Now, in 2025, we are watching proud Kahanists emerge in mainstream Jewish spaces—not with shame or subtext, but in full view: in Chabad, in political platforms, on World Zionist Congress slates. Ill-informed Jewish influencers who built income streams on the backs of the hostages and the pain of war are now platformed by Jewish institutions already infiltrated by this ideology. There is no winking nor coded language anymore. Just an unblushing embrace of a man whose ideology was so extreme that he was banned from the Knesset for inciting racism and violence.
This is what happens when we fail to confront the aesthetics of extremism while they’re still wrapping themselves in legitimacy. If we don’t call it out—if we keep dismissing the convergence of orange flags and Yechi slogans on Kahanist materials as fringe noise — it will continue to metastasize, as we saw last week at 770.
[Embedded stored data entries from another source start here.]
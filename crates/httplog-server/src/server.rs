//! TCP accept loop.
//!
//! # Example
//!
//! ```rust,ignore
//! use httplog_middleware::AccessLogConfig;
//! use httplog_server::{shutdown_signal, Server};
//!
//! #[tokio::main]
//! async fn main() -> Result<(), Box<dyn std::error::Error>> {
//!     let handler = AccessLogConfig::builder().service("api").build()?.wrap(app());
//!     Server::bind("0.0.0.0:8080")
//!         .await?
//!         .serve_with_shutdown(handler, shutdown_signal())
//!         .await?;
//!     Ok(())
//! }
//! ```

use crate::error::{ServerError, ServerResult};
use crate::service::HandlerService;
use httplog_middleware::{ConnectionInfo, Handler};
use hyper::server::conn::http1;
use hyper_util::rt::TokioIo;
use std::future::Future;
use std::net::SocketAddr;
use std::sync::Arc;
use tokio::net::{TcpListener, TcpStream, ToSocketAddrs};

/// An HTTP/1.1 server hosting one handler.
#[derive(Debug)]
pub struct Server {
    listener: TcpListener,
    local_addr: SocketAddr,
}

impl Server {
    /// Binds a listener to `addr`.
    ///
    /// # Errors
    ///
    /// Returns [`ServerError::Bind`] if the address cannot be bound.
    pub async fn bind<A: ToSocketAddrs + std::fmt::Display>(addr: A) -> ServerResult<Self> {
        let listener = TcpListener::bind(&addr)
            .await
            .map_err(|source| ServerError::Bind {
                addr: addr.to_string(),
                source,
            })?;
        let local_addr = listener.local_addr()?;
        Ok(Self {
            listener,
            local_addr,
        })
    }

    /// The bound address.
    #[must_use]
    pub fn local_addr(&self) -> SocketAddr {
        self.local_addr
    }

    /// Serves until the process ends.
    ///
    /// # Errors
    ///
    /// Currently never returns an error; accept failures are logged.
    pub async fn serve<H: Handler>(self, handler: H) -> ServerResult<()> {
        self.serve_with_shutdown(handler, std::future::pending()).await
    }

    /// Serves until `shutdown` completes.
    ///
    /// Connections already accepted keep running until they close.
    ///
    /// # Errors
    ///
    /// Currently never returns an error; accept failures are logged.
    pub async fn serve_with_shutdown<H, F>(self, handler: H, shutdown: F) -> ServerResult<()>
    where
        H: Handler,
        F: Future<Output = ()>,
    {
        let handler = Arc::new(handler);
        tracing::info!("Server listening on {}", self.local_addr);

        tokio::pin!(shutdown);
        loop {
            tokio::select! {
                result = self.listener.accept() => {
                    match result {
                        Ok((stream, remote_addr)) => {
                            let handler = Arc::clone(&handler);
                            tokio::spawn(serve_connection(stream, remote_addr, handler));
                        }
                        Err(e) => {
                            tracing::error!("Failed to accept connection: {}", e);
                        }
                    }
                }

                () = &mut shutdown => {
                    tracing::info!("Shutdown signal received, stopping server");
                    break;
                }
            }
        }

        Ok(())
    }
}

async fn serve_connection<H: Handler>(stream: TcpStream, remote_addr: SocketAddr, handler: Arc<H>) {
    let connection = ConnectionInfo {
        remote_addr: Some(remote_addr),
        local_addr: stream.local_addr().ok(),
    };
    let service = HandlerService::new(handler, connection);

    let result = http1::Builder::new()
        .serve_connection(TokioIo::new(stream), service)
        .with_upgrades()
        .await;
    if let Err(e) = result {
        tracing::debug!("Connection error from {}: {}", remote_addr, e);
    }
}

/// Completes on SIGTERM or SIGINT (Ctrl+C elsewhere).
pub async fn shutdown_signal() {
    #[cfg(unix)]
    {
        use tokio::signal::unix::{signal, SignalKind};

        let (Ok(mut sigterm), Ok(mut sigint)) = (
            signal(SignalKind::terminate()),
            signal(SignalKind::interrupt()),
        ) else {
            tracing::warn!("Failed to register signal handlers, waiting forever");
            return std::future::pending().await;
        };

        tokio::select! {
            _ = sigterm.recv() => tracing::info!("Received SIGTERM, initiating shutdown"),
            _ = sigint.recv() => tracing::info!("Received SIGINT, initiating shutdown"),
        }
    }

    #[cfg(not(unix))]
    {
        if let Err(e) = tokio::signal::ctrl_c().await {
            tracing::warn!("Failed to wait for Ctrl+C: {}", e);
            std::future::pending::<()>().await;
        }
        tracing::info!("Received Ctrl+C, initiating shutdown");
    }
}
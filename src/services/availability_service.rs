//! Resolver de disponibilidad
//!
//! Dado un rango de fechas semiabierto [start, end) y filtros opcionales,
//! calcula qué vehículos del catálogo pueden reservarse. La disponibilidad
//! es derivada: un vehículo sin ventanas que solapen el rango está
//! disponible por defecto; cualquier ventana is_available=false que solape
//! lo bloquea, sin importar el resto de ventanas.
//!
//! Si el almacén de ventanas no responde, el resolver degrada a devolver
//! el catálogo filtrado marcado como "sin verificar" en lugar de fallar:
//! el llamador siempre puede distinguir ambos casos.

use std::collections::HashSet;
use std::sync::Arc;

use async_trait::async_trait;
use chrono::{DateTime, Utc};
use tracing::warn;
use uuid::Uuid;

use crate::models::availability::AvailabilityWindow;
use crate::models::vehicle::Vehicle;
use crate::utils::errors::{validation_error, AppError};

/// Catálogo de vehículos (solo lectura desde este core)
#[async_trait]
pub trait VehicleCatalog: Send + Sync {
    async fn vehicles_filtered(
        &self,
        vehicle_type: Option<&str>,
        locale: Option<&str>,
    ) -> Result<Vec<Vehicle>, AppError>;
}

/// Almacén de ventanas de disponibilidad (camino de lectura del resolver)
#[async_trait]
pub trait WindowStore: Send + Sync {
    async fn windows_overlapping(
        &self,
        start: DateTime<Utc>,
        end: DateTime<Utc>,
        vehicle_type: Option<&str>,
    ) -> Result<Vec<AvailabilityWindow>, AppError>;
}

/// Resultado de la búsqueda. degraded = true significa que las ventanas no
/// pudieron consultarse y la lista es el catálogo sin contrastar.
#[derive(Debug)]
pub struct AvailabilitySearch {
    pub vehicles: Vec<Vehicle>,
    pub degraded: bool,
}

pub struct AvailabilityService {
    catalog: Arc<dyn VehicleCatalog>,
    windows: Arc<dyn WindowStore>,
}

impl AvailabilityService {
    pub fn new(catalog: Arc<dyn VehicleCatalog>, windows: Arc<dyn WindowStore>) -> Self {
        Self { catalog, windows }
    }

    pub async fn find_available(
        &self,
        start: DateTime<Utc>,
        end: DateTime<Utc>,
        vehicle_type: Option<&str>,
        locale: Option<&str>,
    ) -> Result<AvailabilitySearch, AppError> {
        if start >= end {
            return Err(validation_error(
                "startDate",
                "startDate must be strictly before endDate",
            ));
        }

        let vehicles = self.catalog.vehicles_filtered(vehicle_type, locale).await?;

        let windows = match self
            .windows
            .windows_overlapping(start, end, vehicle_type)
            .await
        {
            Ok(windows) => windows,
            Err(AppError::DependencyUnavailable(msg)) => {
                warn!("⚠️ Almacén de disponibilidad inaccesible, modo degradado: {}", msg);
                return Ok(AvailabilitySearch {
                    vehicles,
                    degraded: true,
                });
            }
            Err(e) => return Err(e),
        };

        Ok(AvailabilitySearch {
            vehicles: resolve_bookable(vehicles, &windows, start, end, vehicle_type),
            degraded: false,
        })
    }
}

/// Núcleo puro del resolver. Un vehículo queda excluido si y solo si
/// alguna ventana is_available=false que pase el filtro de tipo solapa el
/// rango consultado; las ventanas que no solapan son irrelevantes.
pub fn resolve_bookable(
    vehicles: Vec<Vehicle>,
    windows: &[AvailabilityWindow],
    start: DateTime<Utc>,
    end: DateTime<Utc>,
    vehicle_type: Option<&str>,
) -> Vec<Vehicle> {
    let blocked: HashSet<Uuid> = windows
        .iter()
        .filter(|w| !w.is_available && w.overlaps(start, end) && w.matches_type(vehicle_type))
        .map(|w| w.vehicle_id)
        .collect();

    vehicles
        .into_iter()
        .filter(|v| !blocked.contains(&v.id))
        .collect()
}

#[cfg(test)]
mod tests {
    use super::*;
    use chrono::TimeZone;

    fn fecha(y: i32, m: u32, d: u32) -> DateTime<Utc> {
        Utc.with_ymd_and_hms(y, m, d, 0, 0, 0).unwrap()
    }

    fn vehiculo(name: &str, vehicle_type: &str) -> Vehicle {
        Vehicle {
            id: Uuid::new_v4(),
            name: name.to_string(),
            vehicle_type: vehicle_type.to_string(),
            seats: 5,
            description: None,
            locale: None,
            created_at: Utc::now(),
        }
    }

    fn ventana(
        vehicle_id: Uuid,
        start: DateTime<Utc>,
        end: DateTime<Utc>,
        is_available: bool,
    ) -> AvailabilityWindow {
        AvailabilityWindow {
            id: Uuid::new_v4(),
            vehicle_id,
            start_date: start,
            end_date: end,
            is_available,
            vehicle_type: None,
            created_at: Utc::now(),
        }
    }

    struct CatalogoFijo(Vec<Vehicle>);

    #[async_trait]
    impl VehicleCatalog for CatalogoFijo {
        async fn vehicles_filtered(
            &self,
            vehicle_type: Option<&str>,
            locale: Option<&str>,
        ) -> Result<Vec<Vehicle>, AppError> {
            Ok(self
                .0
                .iter()
                .filter(|v| vehicle_type.map_or(true, |t| v.vehicle_type == t))
                .filter(|v| locale.map_or(true, |l| v.locale.as_deref() == Some(l)))
                .cloned()
                .collect())
        }
    }

    struct VentanasFijas(Vec<AvailabilityWindow>);

    #[async_trait]
    impl WindowStore for VentanasFijas {
        async fn windows_overlapping(
            &self,
            start: DateTime<Utc>,
            end: DateTime<Utc>,
            vehicle_type: Option<&str>,
        ) -> Result<Vec<AvailabilityWindow>, AppError> {
            Ok(self
                .0
                .iter()
                .filter(|w| w.overlaps(start, end) && w.matches_type(vehicle_type))
                .cloned()
                .collect())
        }
    }

    struct VentanasCaidas;

    #[async_trait]
    impl WindowStore for VentanasCaidas {
        async fn windows_overlapping(
            &self,
            _start: DateTime<Utc>,
            _end: DateTime<Utc>,
            _vehicle_type: Option<&str>,
        ) -> Result<Vec<AvailabilityWindow>, AppError> {
            Err(AppError::DependencyUnavailable(
                "availability store unreachable".to_string(),
            ))
        }
    }

    fn servicio(
        vehicles: Vec<Vehicle>,
        windows: Vec<AvailabilityWindow>,
    ) -> AvailabilityService {
        AvailabilityService::new(
            Arc::new(CatalogoFijo(vehicles)),
            Arc::new(VentanasFijas(windows)),
        )
    }

    #[tokio::test]
    async fn test_vehiculo_sin_ventanas_disponible_para_cualquier_rango() {
        let v = vehiculo("Kangoo", "van");
        let service = servicio(vec![v.clone()], vec![]);

        let result = service
            .find_available(fecha(2024, 1, 1), fecha(2024, 12, 31), None, None)
            .await
            .unwrap();

        assert!(!result.degraded);
        assert_eq!(result.vehicles.len(), 1);
        assert_eq!(result.vehicles[0].id, v.id);
    }

    #[tokio::test]
    async fn test_ventana_no_disponible_bloquea_solo_si_solapa() {
        let v = vehiculo("Kangoo", "van");
        let windows = vec![ventana(v.id, fecha(2024, 1, 10), fecha(2024, 1, 20), false)];
        let service = servicio(vec![v.clone()], windows);

        // Rango dentro de la ventana bloqueante: excluido
        let result = service
            .find_available(fecha(2024, 1, 15), fecha(2024, 1, 16), None, None)
            .await
            .unwrap();
        assert!(result.vehicles.is_empty());

        // Rango fuera de la ventana: incluido
        let result = service
            .find_available(fecha(2024, 2, 1), fecha(2024, 2, 5), None, None)
            .await
            .unwrap();
        assert_eq!(result.vehicles.len(), 1);
    }

    #[tokio::test]
    async fn test_ventanas_que_no_solapan_son_irrelevantes() {
        let v = vehiculo("Kangoo", "van");
        // Una ventana bloqueante y otra disponible, ambas fuera del rango
        let windows = vec![
            ventana(v.id, fecha(2024, 1, 10), fecha(2024, 1, 20), false),
            ventana(v.id, fecha(2024, 3, 1), fecha(2024, 3, 10), true),
        ];
        let service = servicio(vec![v.clone()], windows);

        let result = service
            .find_available(fecha(2024, 2, 1), fecha(2024, 2, 5), None, None)
            .await
            .unwrap();
        assert_eq!(result.vehicles.len(), 1);
    }

    #[tokio::test]
    async fn test_ventana_bloqueante_gana_sobre_ventana_disponible() {
        let v = vehiculo("Kangoo", "van");
        let windows = vec![
            ventana(v.id, fecha(2024, 1, 1), fecha(2024, 1, 31), true),
            ventana(v.id, fecha(2024, 1, 10), fecha(2024, 1, 20), false),
        ];
        let service = servicio(vec![v.clone()], windows);

        let result = service
            .find_available(fecha(2024, 1, 15), fecha(2024, 1, 16), None, None)
            .await
            .unwrap();
        assert!(result.vehicles.is_empty());
    }

    #[tokio::test]
    async fn test_filtro_de_tipo_aplica_a_catalogo_y_ventanas() {
        let van = vehiculo("Kangoo", "van");
        let sedan = vehiculo("Corolla", "sedan");
        // Ventana bloqueante con hint "sedan" sobre la van: con filtro
        // "van" el hint no matchea y la ventana se ignora
        let mut w = ventana(van.id, fecha(2024, 1, 10), fecha(2024, 1, 20), false);
        w.vehicle_type = Some("sedan".to_string());
        let service = servicio(vec![van.clone(), sedan.clone()], vec![w]);

        let result = service
            .find_available(fecha(2024, 1, 15), fecha(2024, 1, 16), Some("van"), None)
            .await
            .unwrap();
        assert_eq!(result.vehicles.len(), 1);
        assert_eq!(result.vehicles[0].id, van.id);
    }

    #[tokio::test]
    async fn test_rango_invalido_es_error_de_validacion() {
        let service = servicio(vec![vehiculo("Kangoo", "van")], vec![]);

        let err = service
            .find_available(fecha(2024, 1, 20), fecha(2024, 1, 10), None, None)
            .await
            .unwrap_err();
        assert!(matches!(err, AppError::Validation(_)));

        let err = service
            .find_available(fecha(2024, 1, 10), fecha(2024, 1, 10), None, None)
            .await
            .unwrap_err();
        assert!(matches!(err, AppError::Validation(_)));
    }

    #[tokio::test]
    async fn test_modo_degradado_devuelve_catalogo_filtrado_sin_fallar() {
        let van = vehiculo("Kangoo", "van");
        let sedan = vehiculo("Corolla", "sedan");
        let service = AvailabilityService::new(
            Arc::new(CatalogoFijo(vec![van.clone(), sedan])),
            Arc::new(VentanasCaidas),
        );

        let result = service
            .find_available(fecha(2024, 1, 15), fecha(2024, 1, 16), Some("van"), None)
            .await
            .unwrap();

        assert!(result.degraded);
        assert_eq!(result.vehicles.len(), 1);
        assert_eq!(result.vehicles[0].id, van.id);
    }
}
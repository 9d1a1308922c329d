use async_trait::async_trait;
use sqlx::PgPool;
use uuid::Uuid;

use crate::models::vehicle::Vehicle;
use crate::services::availability_service::VehicleCatalog;
use crate::utils::errors::AppError;

pub struct VehicleRepository {
    pool: PgPool,
}

impl VehicleRepository {
    pub fn new(pool: PgPool) -> Self {
        Self { pool }
    }

    /// Catálogo filtrado por tipo y locale. El orden es estable para un
    /// snapshot dado: por nombre y luego por id.
    pub async fn find_all(
        &self,
        vehicle_type: Option<&str>,
        locale: Option<&str>,
    ) -> Result<Vec<Vehicle>, AppError> {
        let vehicles = sqlx::query_as::<_, Vehicle>(
            r#"
            SELECT * FROM vehicles
            WHERE ($1::text IS NULL OR vehicle_type = $1)
              AND ($2::text IS NULL OR locale = $2)
            ORDER BY name, id
            "#,
        )
        .bind(vehicle_type)
        .bind(locale)
        .fetch_all(&self.pool)
        .await?;

        Ok(vehicles)
    }

    pub async fn find_by_id(&self, id: Uuid) -> Result<Option<Vehicle>, AppError> {
        let vehicle = sqlx::query_as::<_, Vehicle>("SELECT * FROM vehicles WHERE id = $1")
            .bind(id)
            .fetch_optional(&self.pool)
            .await?;

        Ok(vehicle)
    }
}

#[async_trait]
impl VehicleCatalog for VehicleRepository {
    async fn vehicles_filtered(
        &self,
        vehicle_type: Option<&str>,
        locale: Option<&str>,
    ) -> Result<Vec<Vehicle>, AppError> {
        self.find_all(vehicle_type, locale).await
    }
}
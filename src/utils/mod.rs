//! Utilidades del sistema
//!
//! Este módulo contiene utilidades para manejo de errores, validación,
//! JWT y otras funcionalidades comunes.

pub mod errors;
pub mod jwt;
pub mod validation;
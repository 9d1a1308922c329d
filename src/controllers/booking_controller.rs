use std::sync::Arc;

use sqlx::PgPool;
use uuid::Uuid;
use validator::Validate;

use crate::dto::booking_dto::{
    BookingResponse, CreateBookingRequest, UpdateBookingStatusRequest,
};
use crate::dto::common::ApiResponse;
use crate::models::booking::{BookingStatus, NewBooking};
use crate::repositories::booking_repository::BookingRepository;
use crate::services::booking_service::{BookingLedger, BookingService};
use crate::services::notification_service::Notifier;
use crate::utils::errors::{bad_request_error, validation_error, AppError};
use crate::utils::validation::validate_datetime;

pub struct BookingController {
    ledger: Arc<dyn BookingLedger>,
    service: BookingService,
}

impl BookingController {
    pub fn new(pool: PgPool, notifier: Arc<dyn Notifier>) -> Self {
        let ledger: Arc<dyn BookingLedger> = Arc::new(BookingRepository::new(pool));
        Self {
            service: BookingService::new(ledger.clone(), notifier),
            ledger,
        }
    }

    /// Registrar una petición de reserva. Toda la validación ocurre antes
    /// de tocar el ledger. Decisión explícita: no se comprueba aquí si hay
    /// ventanas bloqueantes para el rango pedido; el resolver es
    /// consultivo y el triaje real lo hace el staff al aceptar o rechazar.
    pub async fn create(
        &self,
        request: CreateBookingRequest,
    ) -> Result<ApiResponse<BookingResponse>, AppError> {
        request.validate()?;

        let pickup_date = validate_datetime(&request.pickup_date)
            .map_err(|_| bad_request_error("pickup_date must be an ISO-8601 timestamp"))?;
        let return_date = validate_datetime(&request.return_date)
            .map_err(|_| bad_request_error("return_date must be an ISO-8601 timestamp"))?;

        if return_date <= pickup_date {
            return Err(validation_error(
                "return_date",
                "return_date must be strictly after pickup_date",
            ));
        }

        let booking = self
            .ledger
            .create(NewBooking {
                vehicle_id: request.vehicle_id,
                vehicle_type_requested: request.vehicle_type_requested,
                pickup_location: request.pickup_location,
                return_location: request.return_location,
                pickup_date,
                return_date,
                customer_name: request.customer_name,
                customer_email: request.customer_email,
                customer_phone: request.customer_phone,
            })
            .await?;

        Ok(ApiResponse::success_with_message(
            booking.into(),
            "Reserva registrada exitosamente".to_string(),
        ))
    }

    pub async fn get_by_id(&self, id: Uuid) -> Result<ApiResponse<BookingResponse>, AppError> {
        let booking = self
            .ledger
            .find_by_id(id)
            .await?
            .ok_or_else(|| AppError::NotFound("Reserva no encontrada".to_string()))?;

        Ok(ApiResponse::success(booking.into()))
    }

    pub async fn list_all(&self) -> Result<ApiResponse<Vec<BookingResponse>>, AppError> {
        let bookings = self.ledger.find_all().await?;
        Ok(ApiResponse::success(
            bookings.into_iter().map(Into::into).collect(),
        ))
    }

    pub async fn list_by_email(
        &self,
        email: &str,
    ) -> Result<ApiResponse<Vec<BookingResponse>>, AppError> {
        let bookings = self.ledger.find_by_email(email).await?;
        Ok(ApiResponse::success(
            bookings.into_iter().map(Into::into).collect(),
        ))
    }

    /// Transición de estado pedida por un operador. La política de
    /// "rechazar requiere razón" se aplica aquí, en el borde de la API.
    pub async fn update_status(
        &self,
        id: Uuid,
        request: UpdateBookingStatusRequest,
    ) -> Result<ApiResponse<BookingResponse>, AppError> {
        let Some(status_raw) = request.status.as_deref() else {
            return Err(bad_request_error("status is required"));
        };

        let status = BookingStatus::parse(status_raw).ok_or_else(|| {
            validation_error("status", "status must be one of: pending, accepted, rejected")
        })?;

        if status == BookingStatus::Rejected
            && request
                .rejection_reason
                .as_deref()
                .map_or(true, |r| r.trim().is_empty())
        {
            return Err(validation_error(
                "rejection_reason",
                "rejection_reason is required when rejecting a booking",
            ));
        }

        let booking = self
            .service
            .transition(id, status, request.rejection_reason.as_deref())
            .await?;

        Ok(ApiResponse::success_with_message(
            booking.into(),
            "Estado de la reserva actualizado".to_string(),
        ))
    }
}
This isn’t a condemnation of Chabad, but rather a loving critique of its blind spots. The movement that once reintroduced Jews to joy, to mitzvot, to learning, to the heart of Judaism—that same movement is now at risk of allowing its platforms, aesthetics, and institutions to be hijacked by those who worship power over peoplehood. If we do not rein in the Meshichistin, their fusion with Kahanist ideology will redefine how global Jewry sees Chabad—and, by extension, how the world sees Zionism.
If we do not fight this, we will wake up in a world where yellow and orange don’t mean messianic hope or Jewish grief; they will mean ideological collapse dressed in flags, and by then, it will be too late.